NCLR will honor out actress Jane Lynch, of “Glee” and “Julie & Julia,” for using her fame as a platform to further LGBT equality, and for being an outspoken advocate for creating safer, welcoming schools for LGBT children. Six students from Minnesota’s Anoka-Hennepin School District will also be honored for their courage in standing up against a district policy that prohibits staff from discussing LGBT issues, prevents staff from effectively addressing bullying, and has created a hostile environment for students who are or are perceived to be LGBT or gender non-conforming.

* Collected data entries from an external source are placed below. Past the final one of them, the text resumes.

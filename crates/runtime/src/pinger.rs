//! Fire-and-forget health pushes to an external monitor.

use std::time::Duration;

use async_trait::async_trait;
use tracing::{debug, warn};

/// Pushes an up/down status with a short message. Failures are logged and
/// swallowed; monitoring must never destabilize the daemon.
#[async_trait]
pub trait HealthPinger: Send + Sync {
    async fn push(&self, status: &str, message: &str);
}

/// Pinger for push-monitor endpoints of the
/// `{base}/api/push/{token}?status=up&msg=...` style.
pub struct HttpPinger {
    client: reqwest::Client,
    push_url: String,
}

impl HttpPinger {
    pub fn new(push_url: impl Into<String>) -> Result<Self, reqwest::Error> {
        let client = reqwest::Client::builder()
            .timeout(Duration::from_secs(10))
            .build()?;
        Ok(Self {
            client,
            push_url: push_url.into(),
        })
    }
}

#[async_trait]
impl HealthPinger for HttpPinger {
    async fn push(&self, status: &str, message: &str) {
        let result = self
            .client
            .get(&self.push_url)
            .query(&[("status", status), ("msg", message)])
            .send()
            .await;
        match result {
            Ok(response) if response.status().is_success() => {
                debug!(status, message, "health push delivered");
            }
            Ok(response) => {
                warn!(code = %response.status(), "health push rejected");
            }
            Err(e) => {
                warn!(error = %e, "health push failed");
            }
        }
    }
}
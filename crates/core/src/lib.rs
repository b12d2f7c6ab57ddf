pub mod backoff;
pub mod error;
pub mod library;
pub mod link;
pub mod snapshot;
pub mod url;
pub mod user;

pub use backoff::{MAX_BACKOFF_EXPONENT, retry_delay};
pub use error::CoreError;
pub use library::{Book, Paper, ReadingStatus, normalize_doi};
pub use link::{Link, LinkHealthStats, LinkStatus, TrustTier};
pub use snapshot::{ArchiveService, ArchiveSnapshot, SnapshotStatus};
pub use url::{archive_filename, canonicalize_url, is_valid_url, should_archive_url};
pub use user::{ApiToken, AuthToken, DaemonSetting, User};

“This year is especially significant, as NCLR celebrates a major milestone—turning 35 years old, an opportunity for us to look back on our history-making cases, and champions who have stood up against injustice and changed the legal landscape for every member of our community,” said NCLR Executive Director Kate Kendell. “We’re thrilled to celebrate how far we’ve come by honoring those who are standing up for what’s right, becoming role models for millions of people across the country.”

The Awards

  • Vanguard Award: Actress Jane LynchThe Vanguard Award honors an individual whose life and spirit exemplifies NCLR’s vision and values of equality and justice for all. This year’s award goes to famed actress Jane Lynch, of “Glee” and “Julie & Julia,” who has lived an authentic life as an out lesbian while simultaneously achieving great success and visibility in television and film. Her authenticity and integrity are blazing a path not just for the artists who follow in her footsteps, but for young people everywhere who look up to her. She lives her life with openness to the unexpected, and by doing so met her soul-mate and became a parent long past the time she thought she ever would.
  • Courage Award: Damian, Dylon, Ebonie, Kyle, Lane, Jane DoeThe Courage Award honors individuals who have shown the courage and perseverance to fight for justice and who have sacrificed to make broad social change for the LGBT community. This year’s award goes to six students from Minnesota’s Anoka-Hennepin School District who challenged a district policy that prohibits staff from discussing LGBT issues in the classroom and prevents them from effectively addressing pervasive bullying and harassment in the district. The students have taken a stand not just for themselves, but for every student across this country who has been bullied. Their courage and perseverance are a tribute to the students who have come before them, and show each of us a glimpse of the brighter and bolder future that awaits us.

Special Guest

NCLR’s special guest at the 2012 Anniversary Celebration will be out gay actor Wilson Cruz, known for roles in television’s “My So-Called Life” and the Broadway production of RENT. Cruz, an advocate for LGBT equality and LGBT youth, will present the Courage Award to the Anoka-Hennepin students.

“I am NCLR … ” Campaign

See your photo displayed during the 35th Anniversary Celebration by taking part in our “I am NCLR … ” photo campaign, designed to reflect and showcase NCLR clients and supporters.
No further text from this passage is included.